Carrie Webber [00:00:10] Welcome to another episode of The Jameson Files. I’m Carrie Webber, I’ll be your host today. And I’m so excited to have as our guest today one of Jameson founders Dr. John Jameson who is also the inspiration of the title of our podcast “The Jameson Files”. A nod to a column that you used to provide regularly.

Dr. John Jameson [00:00:36] Every month.

Carrie Webber [00:00:37] For a very well-known general publication. And so we thought it was an appropriate name for this podcast as we come into the the newest way of gathering information and helping to teach and helping dentists and teams learn productive and profitable ways to improve their practices.

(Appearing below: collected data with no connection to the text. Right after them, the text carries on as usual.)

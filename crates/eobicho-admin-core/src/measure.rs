use crate::bridge::ContentMetrics;

/// Matches every modal convention found across the admin pages.
pub const MODAL_SELECTOR: &str = "[role=\"dialog\"][open], [role=\"dialog\"].show, .modal.show, .modal[open], [data-modal-open=\"true\"]";
/// Scrollable card nested inside an unsized dialog wrapper.
pub const MODAL_SHELL_SELECTOR: &str = ".modal-shell";
/// Extra room below the lowest modal edge so shadows are not clipped.
pub const MODAL_SAFETY_PAD: f64 = 16.0;

#[derive(Debug, Clone, Copy, PartialEq, Default)]
pub struct DocumentExtent {
    pub scrolling_scroll_height: f64,
    pub scrolling_offset_height: f64,
    pub body_scroll_height: Option<f64>,
    pub body_offset_height: Option<f64>,
}

impl DocumentExtent {
    pub fn height(&self) -> f64 {
        [
            Some(self.scrolling_scroll_height),
            Some(self.scrolling_offset_height),
            self.body_scroll_height,
            self.body_offset_height,
        ]
        .into_iter()
        .flatten()
        .filter(|value| value.is_finite())
        .fold(0.0, f64::max)
    }
}

/// Layout of one element as read from the DOM.
#[derive(Debug, Clone, Copy, PartialEq)]
pub struct ElementBox {
    pub connected: bool,
    pub display_none: bool,
    pub visibility_hidden: bool,
    pub rect_top: f64,
    pub rect_width: f64,
    pub rect_height: f64,
    pub scroll_height: f64,
    pub margin_top: f64,
    pub margin_bottom: f64,
}

impl Default for ElementBox {
    fn default() -> Self {
        Self {
            connected: true,
            display_none: false,
            visibility_hidden: false,
            rect_top: 0.0,
            rect_width: 0.0,
            rect_height: 0.0,
            scroll_height: 0.0,
            margin_top: 0.0,
            margin_bottom: 0.0,
        }
    }
}

impl ElementBox {
    pub fn is_visible(&self) -> bool {
        self.connected
            && !self.display_none
            && !self.visibility_hidden
            && (self.rect_width > 0.0 || self.rect_height > 0.0)
    }

    /// Outer height and document-relative bottom edge.
    fn span(&self, scroll_y: f64) -> (f64, f64) {
        let top = self.rect_top + scroll_y - self.margin_top;
        let height =
            self.rect_height.max(self.scroll_height) + self.margin_top + self.margin_bottom;
        (height, top + height)
    }
}

#[derive(Debug, Clone, Copy, PartialEq, Default)]
pub struct ModalCandidate {
    pub dialog: ElementBox,
    pub shell: Option<ElementBox>,
}

#[derive(Debug, Clone, Copy, PartialEq, Default)]
struct ModalMaxima {
    matched: bool,
    bottom: f64,
    height: f64,
}

impl ModalMaxima {
    fn fold(&mut self, element: &ElementBox, scroll_y: f64) {
        let (height, bottom) = element.span(scroll_y);
        self.matched = true;
        self.bottom = self.bottom.max(bottom);
        self.height = self.height.max(height);
    }
}

pub fn measure(
    document: &DocumentExtent,
    scroll_y: f64,
    candidates: &[ModalCandidate],
) -> ContentMetrics {
    let doc_height = document.height();
    let scroll_y = if scroll_y.is_finite() { scroll_y } else { 0.0 };

    let mut maxima = ModalMaxima::default();
    for candidate in candidates.iter().filter(|c| c.dialog.is_visible()) {
        maxima.fold(&candidate.dialog, scroll_y);
        if let Some(shell) = candidate.shell.as_ref().filter(|shell| shell.is_visible()) {
            maxima.fold(shell, scroll_y);
        }
    }

    let (modal_extent, modal_height) = if maxima.matched {
        (
            (maxima.bottom + MODAL_SAFETY_PAD).ceil().max(0.0),
            maxima.height.ceil().max(0.0),
        )
    } else {
        (0.0, 0.0)
    };

    ContentMetrics {
        height: doc_height.max(modal_extent),
        doc_height,
        modal_extent,
        modal_height,
    }
}

/// Parses computed CSS lengths such as `"12px"` or `"0.5px"`. Anything else is 0.
pub fn parse_css_px(value: &str) -> f64 {
    let trimmed = value.trim();
    let number = trimmed.strip_suffix("px").unwrap_or(trimmed).trim();
    number
        .parse::<f64>()
        .ok()
        .filter(|parsed| parsed.is_finite())
        .unwrap_or(0.0)
}

#[cfg(test)]
mod tests {
    use super::*;

    fn document(height: f64) -> DocumentExtent {
        DocumentExtent {
            scrolling_scroll_height: height,
            scrolling_offset_height: height - 20.0,
            body_scroll_height: Some(height - 8.0),
            body_offset_height: None,
        }
    }

    fn dialog(top: f64, height: f64) -> ElementBox {
        ElementBox {
            rect_top: top,
            rect_width: 600.0,
            rect_height: height,
            scroll_height: height,
            ..ElementBox::default()
        }
    }

    #[test]
    fn document_height_takes_largest_report() {
        let extent = DocumentExtent {
            scrolling_scroll_height: 900.0,
            scrolling_offset_height: 880.0,
            body_scroll_height: Some(1024.0),
            body_offset_height: Some(f64::NAN),
        };
        assert_eq!(extent.height(), 1024.0);
    }

    #[test]
    fn without_modals_height_is_document_height() {
        let metrics = measure(&document(900.0), 0.0, &[]);
        assert_eq!(metrics.height, 900.0);
        assert_eq!(metrics.doc_height, 900.0);
        assert_eq!(metrics.modal_extent, 0.0);
        assert_eq!(metrics.modal_height, 0.0);
    }

    #[test]
    fn tall_modal_drives_reported_height() {
        let modal = ModalCandidate {
            dialog: ElementBox {
                margin_top: 10.0,
                margin_bottom: 6.0,
                ..dialog(100.0, 1200.5)
            },
            shell: None,
        };
        let metrics = measure(&document(900.0), 50.0, &[modal]);

        // top = 100 + 50 - 10 = 140, height = 1200.5 + 16 = 1216.5, bottom = 1356.5
        assert_eq!(metrics.modal_height, 1217.0);
        assert_eq!(metrics.modal_extent, 1373.0);
        assert_eq!(metrics.height, metrics.modal_extent);
        assert!(metrics.modal_extent > metrics.doc_height);
    }

    #[test]
    fn scroll_height_beyond_rect_counts() {
        let modal = ModalCandidate {
            dialog: ElementBox {
                scroll_height: 1500.0,
                ..dialog(0.0, 400.0)
            },
            shell: None,
        };
        let metrics = measure(&document(600.0), 0.0, &[modal]);
        assert_eq!(metrics.modal_height, 1500.0);
        assert_eq!(metrics.modal_extent, 1516.0);
    }

    #[test]
    fn hidden_or_empty_modals_are_ignored() {
        let hidden = [
            ModalCandidate {
                dialog: ElementBox {
                    display_none: true,
                    ..dialog(0.0, 2000.0)
                },
                shell: None,
            },
            ModalCandidate {
                dialog: ElementBox {
                    visibility_hidden: true,
                    ..dialog(0.0, 2000.0)
                },
                shell: None,
            },
            ModalCandidate {
                dialog: ElementBox {
                    rect_width: 0.0,
                    rect_height: 0.0,
                    scroll_height: 2000.0,
                    ..ElementBox::default()
                },
                shell: None,
            },
            ModalCandidate {
                dialog: ElementBox {
                    connected: false,
                    ..dialog(0.0, 2000.0)
                },
                shell: None,
            },
        ];
        let metrics = measure(&document(900.0), 0.0, &hidden);
        assert_eq!(metrics, measure(&document(900.0), 0.0, &[]));
    }

    #[test]
    fn modal_shell_can_extend_past_its_wrapper() {
        let modal = ModalCandidate {
            dialog: dialog(0.0, 300.0),
            shell: Some(ElementBox {
                rect_top: 40.0,
                rect_width: 560.0,
                rect_height: 300.0,
                scroll_height: 1100.0,
                ..ElementBox::default()
            }),
        };
        let metrics = measure(&document(700.0), 0.0, &[modal]);
        assert_eq!(metrics.modal_height, 1100.0);
        assert_eq!(metrics.modal_extent, 1156.0);
        assert_eq!(metrics.height, 1156.0);
    }

    #[test]
    fn shell_of_hidden_dialog_is_not_measured() {
        let modal = ModalCandidate {
            dialog: ElementBox {
                display_none: true,
                ..dialog(0.0, 300.0)
            },
            shell: Some(dialog(0.0, 3000.0)),
        };
        assert_eq!(measure(&document(700.0), 0.0, &[modal]).height, 700.0);
    }

    #[test]
    fn short_modal_keeps_document_height() {
        let modal = ModalCandidate {
            dialog: dialog(100.0, 200.0),
            shell: None,
        };
        let metrics = measure(&document(900.0), 0.0, &[modal]);
        assert_eq!(metrics.modal_extent, 316.0);
        assert_eq!(metrics.height, 900.0);
    }

    #[test]
    fn parses_computed_pixel_lengths() {
        assert_eq!(parse_css_px("12px"), 12.0);
        assert_eq!(parse_css_px(" 0.5px "), 0.5);
        assert_eq!(parse_css_px("-4px"), -4.0);
        assert_eq!(parse_css_px("auto"), 0.0);
        assert_eq!(parse_css_px(""), 0.0);
    }
}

Dr. John Jameson [00:00:57] I love the way the name continues on.

Carrie Webber [00:00:59] We’re so glad you’re here. Thank you for being with me. A little probably not a little known fact but another fact is that you’re not only the founder of this company but you’re my dad and that’s my favorite thing about you. But for the sake of this podcast we’re gonna keep it very professional. And I want to pick your brain a little bit for those listening and watching. And today I’d really like to talk not necessarily about your origin story as a dentist but your evolution story so to speak from my perspective. Here’s how I know this story goes. And I’d love to hear your perspective of it. You graduated dental school moved back to your hometown to practice dentistry. Purchased an existing dental practice there in a small town in southern Oklahoma. Practiced probably the way that that practice had always run previously and the only way you knew how the time, for about ten years and found yourself burning out financially stressed and realized something’s got to change. So can you tell me a little bit about, that was about year 10. Is that right?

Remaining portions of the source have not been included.